As we discussed earlier, the mean direction of the vMF distribution is aligned with $\mu(x)$, and the magnitude depends only on $d$ and $\kappa$. By substituting this into the equation, we find that the KL divergence term depends only on $d$ and $\kappa$. Once these two parameters are fixed, it becomes a constant (by the properties of KL divergence, when $\kappa \neq 0$, it must be greater than 0), and the phenomenon of KL divergence vanishing will absolutely not occur.

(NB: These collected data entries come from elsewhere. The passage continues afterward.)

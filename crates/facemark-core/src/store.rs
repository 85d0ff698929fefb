//! Prototype store, one aggregated feature vector per enrolled identity.

use crate::types::{FeatureVector, Prototype};
use indexmap::IndexMap;
use thiserror::Error;

#[derive(Error, Debug, PartialEq)]
pub enum StoreError {
    #[error("identifier must not be empty")]
    EmptyIdentifier,
    #[error("sample count must be at least 1")]
    ZeroSamples,
    #[error("vector for {identifier} has {actual} dimensions, expected {expected}")]
    DimensionMismatch {
        identifier: String,
        expected: usize,
        actual: usize,
    },
}

/// What a successful merge did.
#[derive(Debug, Clone, Copy, PartialEq, Eq)]
pub enum MergeOutcome {
    Created { sample_count: u32 },
    Updated { sample_count: u32 },
}

impl MergeOutcome {
    pub fn sample_count(&self) -> u32 {
        match *self {
            MergeOutcome::Created { sample_count } | MergeOutcome::Updated { sample_count } => {
                sample_count
            }
        }
    }
}

/// Identifier → prototype map, iterated in insertion order.
///
/// Vectors are stored as given; callers supply already-normalized features.
#[derive(Debug, Clone, Default, PartialEq)]
pub struct PrototypeStore {
    prototypes: IndexMap<String, Prototype>,
}

impl PrototypeStore {
    pub fn new() -> Self {
        Self::default()
    }

    /// Fold `sample_count` new frames averaging to `vector` into `identifier`.
    ///
    /// An existing prototype becomes the exact mean over all frames seen so
    /// far: `(old * old_count + new * new_count) / (old_count + new_count)`.
    /// On error the store is unchanged.
    pub fn merge(
        &mut self,
        identifier: &str,
        vector: FeatureVector,
        sample_count: u32,
    ) -> Result<MergeOutcome, StoreError> {
        if identifier.is_empty() {
            return Err(StoreError::EmptyIdentifier);
        }
        if sample_count == 0 {
            return Err(StoreError::ZeroSamples);
        }

        if let Some(existing) = self.prototypes.get_mut(identifier) {
            if existing.vector.len() != vector.len() {
                return Err(StoreError::DimensionMismatch {
                    identifier: identifier.to_string(),
                    expected: existing.vector.len(),
                    actual: vector.len(),
                });
            }

            let old_count = existing.sample_count as f64;
            let new_count = sample_count as f64;
            let total = old_count + new_count;
            for (old, new) in existing.vector.values.iter_mut().zip(vector.values.iter()) {
                *old = ((*old as f64 * old_count + *new as f64 * new_count) / total) as f32;
            }
            existing.sample_count = existing.sample_count.saturating_add(sample_count);

            return Ok(MergeOutcome::Updated {
                sample_count: existing.sample_count,
            });
        }

        if let Some(expected) = self.dimension() {
            if expected != vector.len() {
                return Err(StoreError::DimensionMismatch {
                    identifier: identifier.to_string(),
                    expected,
                    actual: vector.len(),
                });
            }
        }
        self.prototypes.insert(
            identifier.to_string(),
            Prototype {
                vector,
                sample_count,
            },
        );
        Ok(MergeOutcome::Created { sample_count })
    }

    /// Replace (or create) a prototype verbatim. Returns the previous record.
    pub fn insert(&mut self, identifier: &str, prototype: Prototype) -> Option<Prototype> {
        self.prototypes.insert(identifier.to_string(), prototype)
    }

    /// Remove a prototype; absent identifiers are a no-op.
    pub fn remove(&mut self, identifier: &str) -> Option<Prototype> {
        self.prototypes.shift_remove(identifier)
    }

    pub fn clear(&mut self) {
        self.prototypes.clear();
    }

    pub fn get(&self, identifier: &str) -> Option<&Prototype> {
        self.prototypes.get(identifier)
    }

    pub fn len(&self) -> usize {
        self.prototypes.len()
    }

    pub fn is_empty(&self) -> bool {
        self.prototypes.is_empty()
    }

    /// Entries in insertion order.
    pub fn iter(&self) -> impl Iterator<Item = (&str, &Prototype)> {
        self.prototypes.iter().map(|(k, v)| (k.as_str(), v))
    }

    pub fn identifiers(&self) -> impl Iterator<Item = &str> {
        self.prototypes.keys().map(String::as_str)
    }

    /// Dimension of the first stored prototype, if any.
    pub fn dimension(&self) -> Option<usize> {
        self.prototypes.values().next().map(|p| p.vector.len())
    }
}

Now, only the reconstruction term remains. We need to use "reparameterization" to perform sampling while preserving gradients. Since we have already studied the sampling process for vMF, implementation is straightforward. The comprehensive process is:

\begin{equation}\begin{aligned} &\mathcal{L} = \Vert x - g(z)\Vert^2\\ &z = w\mu(x) + \sqrt{1-w^2}\nu\\ &w\sim e^{\kappa w} (1-w^2)^{(d-3)/2}\\ &\nu=\frac{\varepsilon - \langle \varepsilon,\mu\rangle \mu}{\Vert \varepsilon - \langle \varepsilon,\mu\rangle \mu\Vert}\\ &\varepsilon\sim\mathcal{N}(0,1_d) \end{aligned}\end{equation}

Here, the reconstruction loss uses MSE as an example; for sentence reconstruction, use cross-entropy. In this flow, $\mu(x)$ is the encoder and $g(z)$ is the decoder. Since the KL divergence is constant and does not affect optimization, vMF-VAE is simply an autoencoder with a slightly more complex reparameterization operation (and manual adjustment of $\kappa$), significantly simpler than a standard Gaussian-based VAE.

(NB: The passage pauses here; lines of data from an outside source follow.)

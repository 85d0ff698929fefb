//! Facial zones — weighted landmark groups used at inference time.
//!
//! The default table for the MediaPipe FaceMesh topology is embedded at
//! compile time from `contrib/zones/mediapipe-468.toml`.

use crate::types::WeightVector;
use serde::{Deserialize, Serialize};
use std::sync::OnceLock;
use thiserror::Error;

const MEDIAPIPE_468_ZONES: &str = include_str!("../../../contrib/zones/mediapipe-468.toml");

static DEFAULT_ZONES: OnceLock<FacialZones> = OnceLock::new();

#[derive(Error, Debug)]
pub enum ZoneError {
    #[error("unknown facial zone: {0}")]
    UnknownZone(String),
    #[error("zone weight must be a finite positive number, got {0}")]
    InvalidWeight(f32),
    #[error("bad zone table: {0}")]
    Parse(#[from] toml::de::Error),
}

/// A named group of landmark indices with an activation flag and weight.
#[derive(Debug, Clone, PartialEq, Serialize, Deserialize)]
pub struct FacialZone {
    pub name: String,
    pub weight: f32,
    #[serde(default = "default_active")]
    pub active: bool,
    pub indices: Vec<usize>,
}

fn default_active() -> bool {
    true
}

/// The full zone configuration consulted by the normalizer in inference mode.
#[derive(Debug, Clone, Default, PartialEq, Serialize, Deserialize)]
pub struct FacialZones {
    #[serde(rename = "zone", default)]
    zones: Vec<FacialZone>,
}

impl FacialZones {
    /// Parse a zone table (`[[zone]]` entries) from TOML.
    pub fn from_toml_str(src: &str) -> Result<Self, ZoneError> {
        let zones: FacialZones = toml::from_str(src)?;
        for zone in &zones.zones {
            validate_weight(zone.weight)?;
        }
        Ok(zones)
    }

    /// The embedded MediaPipe FaceMesh table.
    pub fn mediapipe_default() -> Self {
        DEFAULT_ZONES
            .get_or_init(|| match Self::from_toml_str(MEDIAPIPE_468_ZONES) {
                Ok(z) => z,
                Err(e) => {
                    tracing::error!(error = %e, "embedded zone table is invalid; using no zones");
                    FacialZones::default()
                }
            })
            .clone()
    }

    pub fn iter(&self) -> impl Iterator<Item = &FacialZone> {
        self.zones.iter()
    }

    pub fn get(&self, name: &str) -> Option<&FacialZone> {
        self.zones.iter().find(|z| z.name == name)
    }

    fn get_mut(&mut self, name: &str) -> Result<&mut FacialZone, ZoneError> {
        self.zones
            .iter_mut()
            .find(|z| z.name == name)
            .ok_or_else(|| ZoneError::UnknownZone(name.to_string()))
    }

    pub fn set_active(&mut self, name: &str, active: bool) -> Result<(), ZoneError> {
        self.get_mut(name)?.active = active;
        Ok(())
    }

    pub fn set_weight(&mut self, name: &str, weight: f32) -> Result<(), ZoneError> {
        validate_weight(weight)?;
        self.get_mut(name)?.weight = weight;
        Ok(())
    }

    /// Effective per-dimension weights for a face of `landmark_count` points.
    ///
    /// Each landmark takes the maximum weight of the active zones containing
    /// it, or 0 if none does. Indices beyond `landmark_count` are ignored.
    pub fn landmark_weights(&self, landmark_count: usize) -> WeightVector {
        let mut per_landmark = vec![0.0f32; landmark_count];
        for zone in self.zones.iter().filter(|z| z.active) {
            for &idx in &zone.indices {
                if let Some(w) = per_landmark.get_mut(idx) {
                    *w = w.max(zone.weight);
                }
            }
        }
        WeightVector::from_landmark_weights(&per_landmark)
    }
}

fn validate_weight(weight: f32) -> Result<(), ZoneError> {
    if weight.is_finite() && weight > 0.0 {
        Ok(())
    } else {
        Err(ZoneError::InvalidWeight(weight))
    }
}

#[cfg(test)]
mod tests {
    use super::*;

    fn two_zones() -> FacialZones {
        FacialZones::from_toml_str(
            r#"
            [[zone]]
            name = "a"
            weight = 2.0
            indices = [0, 1]

            [[zone]]
            name = "b"
            weight = 0.5
            active = true
            indices = [1, 2]
            "#,
        )
        .unwrap()
    }

    #[test]
    fn test_embedded_table_loads() {
        let zones = FacialZones::mediapipe_default();
        for name in ["eyes", "eyebrows", "nose", "mouth", "contour"] {
            assert!(zones.get(name).is_some(), "missing zone {name}");
        }
        // Reference eye landmarks belong to the eyes zone.
        let eyes = zones.get("eyes").unwrap();
        assert!(eyes.indices.contains(&33));
        assert!(eyes.indices.contains(&263));
        assert!(zones.iter().flat_map(|z| z.indices.iter()).all(|&i| i < 468));
    }

    #[test]
    fn test_overlap_takes_max() {
        let w = two_zones().landmark_weights(4);
        assert_eq!(w.values, vec![2.0, 2.0, 2.0, 2.0, 0.5, 0.5, 0.0, 0.0]);
    }

    #[test]
    fn test_inactive_zone_ignored() {
        let mut zones = two_zones();
        zones.set_active("a", false).unwrap();
        let w = zones.landmark_weights(3);
        assert_eq!(w.values, vec![0.0, 0.0, 0.5, 0.5, 0.5, 0.5]);
    }

    #[test]
    fn test_set_weight_validation() {
        let mut zones = two_zones();
        assert!(matches!(zones.set_weight("a", 0.0), Err(ZoneError::InvalidWeight(_))));
        assert!(matches!(zones.set_weight("a", f32::NAN), Err(ZoneError::InvalidWeight(_))));
        assert!(matches!(zones.set_weight("zz", 1.0), Err(ZoneError::UnknownZone(_))));
        zones.set_weight("b", 3.0).unwrap();
        assert_eq!(zones.landmark_weights(3).values[4], 3.0);
    }

    #[test]
    fn test_parse_rejects_nonpositive_weight() {
        let result = FacialZones::from_toml_str(
            r#"
            [[zone]]
            name = "bad"
            weight = -1.0
            indices = [0]
            "#,
        );
        assert!(matches!(result, Err(ZoneError::InvalidWeight(_))));
    }

    #[test]
    fn test_out_of_range_index_ignored() {
        let zones = FacialZones::from_toml_str(
            r#"
            [[zone]]
            name = "far"
            weight = 1.0
            indices = [0, 999]
            "#,
        )
        .unwrap();
        assert_eq!(zones.landmark_weights(1).values, vec![1.0, 1.0]);
    }
}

Furthermore, from this process, we can see that beyond "simplicity," another reason for not making $\kappa$ trainable is that $\kappa$ is involved in the sampling of $w$, and preserving the gradient of $\kappa$ during the sampling of $w$ is relatively difficult.

Reference Implementation

The difficulty of implementing vMF-VAE lies in the reparameterization part, which is the sampling from the vMF distribution, specifically the sampling of $w$. We previously provided a NumPy implementation for sampling $w$, but TensorFlow lacks a direct equivalent to np.interp, making it difficult to convert to a pure TF implementation. Of course, with dynamic graph frameworks like PyTorch or TF2, mixing NumPy code is fine, but we want a more universal solution here.

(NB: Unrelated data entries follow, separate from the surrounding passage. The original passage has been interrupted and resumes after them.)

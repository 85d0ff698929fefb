//! Capture controller: accumulates frames for a fixed window, then merges
//! their mean into the prototype store.

use crate::store::{MergeOutcome, PrototypeStore, StoreError};
use crate::types::FeatureVector;
use std::time::{Duration, Instant};
use thiserror::Error;

pub const DEFAULT_CAPTURE_WINDOW: Duration = Duration::from_millis(3000);

#[derive(Error, Debug, PartialEq)]
pub enum CaptureError {
    #[error("identifier must not be empty")]
    EmptyIdentifier,
    #[error("a capture for {0} is already running")]
    Busy(String),
    #[error("no face detected during the capture window for {0}")]
    NoData(String),
    #[error("captured frames have inconsistent dimensions ({expected} vs {actual})")]
    InconsistentFrames { expected: usize, actual: usize },
    #[error("store rejected capture: {0}")]
    Store(#[from] StoreError),
}

#[derive(Debug, Clone, PartialEq, Eq)]
pub enum CaptureState {
    Idle,
    Capturing {
        identifier: String,
        started_at: Instant,
    },
}

/// A completed capture that was merged into the store.
#[derive(Debug, Clone, PartialEq, Eq)]
pub struct CaptureReport {
    pub identifier: String,
    /// Frames averaged in this capture.
    pub frames: usize,
    pub outcome: MergeOutcome,
}

pub struct CaptureController {
    window: Duration,
    state: CaptureState,
    buffer: Vec<FeatureVector>,
}

impl Default for CaptureController {
    fn default() -> Self {
        Self::new(DEFAULT_CAPTURE_WINDOW)
    }
}

impl CaptureController {
    pub fn new(window: Duration) -> Self {
        Self {
            window,
            state: CaptureState::Idle,
            buffer: Vec::new(),
        }
    }

    pub fn window(&self) -> Duration {
        self.window
    }

    pub fn state(&self) -> &CaptureState {
        &self.state
    }

    pub fn is_capturing(&self) -> bool {
        matches!(self.state, CaptureState::Capturing { .. })
    }

    /// Frames buffered in the running capture.
    pub fn buffered(&self) -> usize {
        self.buffer.len()
    }

    /// Idle → Capturing. The identifier is trimmed.
    pub fn start(&mut self, identifier: &str, now: Instant) -> Result<(), CaptureError> {
        if let CaptureState::Capturing { identifier, .. } = &self.state {
            return Err(CaptureError::Busy(identifier.clone()));
        }
        let identifier = identifier.trim();
        if identifier.is_empty() {
            return Err(CaptureError::EmptyIdentifier);
        }

        self.buffer.clear();
        self.state = CaptureState::Capturing {
            identifier: identifier.to_string(),
            started_at: now,
        };
        tracing::info!(identifier, window_ms = self.window.as_millis() as u64, "capture started");
        Ok(())
    }

    /// Buffer one capture-mode vector. Ignored while idle.
    pub fn observe(&mut self, vector: FeatureVector) {
        if self.is_capturing() {
            self.buffer.push(vector);
        }
    }

    /// Close the window if it has elapsed at `now` and merge into `store`.
    ///
    /// Returns `Ok(None)` while idle or while the window is still open. An
    /// empty buffer yields [`CaptureError::NoData`] and leaves the store
    /// untouched. The controller is idle again after any `Some`/`Err` return.
    pub fn poll(
        &mut self,
        now: Instant,
        store: &mut PrototypeStore,
    ) -> Result<Option<CaptureReport>, CaptureError> {
        let CaptureState::Capturing { started_at, .. } = &self.state else {
            return Ok(None);
        };
        if now.saturating_duration_since(*started_at) < self.window {
            return Ok(None);
        }

        let CaptureState::Capturing { identifier, .. } =
            std::mem::replace(&mut self.state, CaptureState::Idle)
        else {
            return Ok(None);
        };
        let frames = std::mem::take(&mut self.buffer);

        if frames.is_empty() {
            tracing::warn!(identifier = %identifier, "capture window closed without a face");
            return Err(CaptureError::NoData(identifier));
        }

        let mean = mean_vector(&frames)?;
        let outcome = store.merge(&identifier, mean, frames.len() as u32)?;
        tracing::info!(
            identifier = %identifier,
            frames = frames.len(),
            sample_count = outcome.sample_count(),
            created = matches!(outcome, MergeOutcome::Created { .. }),
            "capture merged"
        );

        Ok(Some(CaptureReport {
            identifier,
            frames: frames.len(),
            outcome,
        }))
    }

    /// Drop a running capture without merging. Returns the discarded frame count.
    pub fn abort(&mut self) -> usize {
        let discarded = self.buffer.len();
        if let CaptureState::Capturing { identifier, .. } =
            std::mem::replace(&mut self.state, CaptureState::Idle)
        {
            tracing::info!(identifier = %identifier, discarded, "capture aborted");
        }
        self.buffer.clear();
        discarded
    }
}

/// Arithmetic mean of equally weighted vectors. `vectors` must be non-empty.
pub fn mean_vector(vectors: &[FeatureVector]) -> Result<FeatureVector, CaptureError> {
    let dimension = vectors.first().map(FeatureVector::len).unwrap_or(0);
    let mut sum = vec![0.0f64; dimension];

    for v in vectors {
        if v.len() != dimension {
            return Err(CaptureError::InconsistentFrames {
                expected: dimension,
                actual: v.len(),
            });
        }
        for (acc, x) in sum.iter_mut().zip(v.values.iter()) {
            *acc += *x as f64;
        }
    }

    let n = vectors.len().max(1) as f64;
    Ok(FeatureVector::new(sum.into_iter().map(|s| (s / n) as f32).collect()))
}

#[cfg(test)]
mod tests {
    use super::*;

    fn v(values: &[f32]) -> FeatureVector {
        FeatureVector::new(values.to_vec())
    }

    #[test]
    fn test_full_cycle_merges_mean() {
        let t0 = Instant::now();
        let mut store = PrototypeStore::new();
        let mut capture = CaptureController::new(Duration::from_secs(3));

        capture.start("  Ana ", t0).unwrap();
        capture.observe(v(&[0.0, 2.0]));
        capture.observe(v(&[2.0, 4.0]));
        assert_eq!(capture.poll(t0 + Duration::from_secs(1), &mut store), Ok(None));
        assert!(capture.is_capturing());

        let report = capture
            .poll(t0 + Duration::from_secs(3), &mut store)
            .unwrap()
            .unwrap();
        assert_eq!(report.identifier, "Ana");
        assert_eq!(report.frames, 2);
        assert_eq!(report.outcome, MergeOutcome::Created { sample_count: 2 });
        assert_eq!(store.get("Ana").unwrap().vector.values, vec![1.0, 3.0]);
        assert!(!capture.is_capturing());
        assert_eq!(capture.buffered(), 0);
    }

    #[test]
    fn test_busy_guard() {
        let t0 = Instant::now();
        let mut capture = CaptureController::default();
        capture.start("Ana", t0).unwrap();
        assert_eq!(capture.start("Luis", t0), Err(CaptureError::Busy("Ana".into())));
    }

    #[test]
    fn test_empty_identifier_rejected() {
        let mut capture = CaptureController::default();
        assert_eq!(capture.start("   ", Instant::now()), Err(CaptureError::EmptyIdentifier));
        assert_eq!(capture.state(), &CaptureState::Idle);
    }

    #[test]
    fn test_no_data_leaves_store_untouched() {
        let t0 = Instant::now();
        let mut store = PrototypeStore::new();
        let mut capture = CaptureController::new(Duration::from_millis(100));
        capture.start("Ana", t0).unwrap();

        let result = capture.poll(t0 + Duration::from_millis(100), &mut store);
        assert_eq!(result, Err(CaptureError::NoData("Ana".into())));
        assert!(store.is_empty());
        assert!(!capture.is_capturing());
        // Idle again: a new capture can start.
        capture.start("Ana", t0).unwrap();
    }

    #[test]
    fn test_observe_ignored_when_idle() {
        let mut capture = CaptureController::default();
        capture.observe(v(&[1.0]));
        assert_eq!(capture.buffered(), 0);
    }

    #[test]
    fn test_second_capture_accumulates() {
        let t0 = Instant::now();
        let window = Duration::from_millis(10);
        let mut store = PrototypeStore::new();
        let mut capture = CaptureController::new(window);

        capture.start("Ana", t0).unwrap();
        capture.observe(v(&[1.0, 1.0]));
        capture.poll(t0 + window, &mut store).unwrap();

        let t1 = t0 + window * 2;
        capture.start("Ana", t1).unwrap();
        capture.observe(v(&[3.0, 3.0]));
        capture.observe(v(&[5.0, 5.0]));
        let report = capture.poll(t1 + window, &mut store).unwrap().unwrap();

        assert_eq!(report.outcome, MergeOutcome::Updated { sample_count: 3 });
        assert_eq!(store.get("Ana").unwrap().vector.values, vec![3.0, 3.0]);
    }

    #[test]
    fn test_abort_discards_buffer() {
        let t0 = Instant::now();
        let mut store = PrototypeStore::new();
        let mut capture = CaptureController::default();
        capture.start("Ana", t0).unwrap();
        capture.observe(v(&[1.0]));
        assert_eq!(capture.abort(), 1);
        assert!(!capture.is_capturing());
        assert_eq!(capture.poll(t0 + Duration::from_secs(10), &mut store), Ok(None));
        assert!(store.is_empty());
    }

    #[test]
    fn test_mean_vector_rejects_mixed_dimensions() {
        let result = mean_vector(&[v(&[1.0, 2.0]), v(&[1.0])]);
        assert_eq!(
            result,
            Err(CaptureError::InconsistentFrames {
                expected: 2,
                actual: 1
            })
        );
    }
}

Actually, it's not hard. Since $w$ is just a one-dimensional variable and each training step only requires batch_size samples, we can pre-calculate and store a large number (say, hundreds of thousands) of $w$ values using NumPy. During training, we can simply sample randomly from these values. A reference implementation is as follows:

def sampling(mu):
    """vMF distribution reparameterization
    """
    dims = K.int_shape(mu)[-1]
    # Pre-calculate a batch of w
    epsilon = 1e-7
    x = np.arange(-1 + epsilon, 1, epsilon)
    y = kappa * x + np.log(1 - x**2) * (dims - 3) / 2
    y = np.cumsum(np.exp(y - y.max()))
    y = y / y[-1]
    W = K.constant(np.interp(np.random.random(10**6), y, x))
    # Sample w in real-time
    idxs = K.random_uniform(K.shape(mu[:, :1]), 0, 10**6, dtype='int32')
    w = K.gather(W, idxs)
    # Sample z in real-time
    eps = K.random_normal(K.shape(mu))
    nu = eps - K.sum(eps * mu, axis=1, keepdims=True) * mu
    nu = K.l2_normalize(nu, axis=-1)
    return w * mu + (1 - w**2)**0.5 * nu

A complete example based on MNIST can be found at:

https://github.com/bojone/vae/blob/master/vae_vmf_keras.py

As for examples of using vMF-VAE in NLP, we will share those when we have the opportunity. This article mainly serves as a theoretical introduction and simple demonstration.

Summary

This article introduced a VAE implementation based on the vMF distribution, with the primary difficulty being sampling from the vMF distribution. Overall, the vMF distribution is built on the metric of cosine similarity, and its properties in certain respects align more closely with our intuitive understanding. Using it in a VAE allows the KL divergence term to be a constant, thereby preventing KL divergence vanishing and simplifying the VAE structure.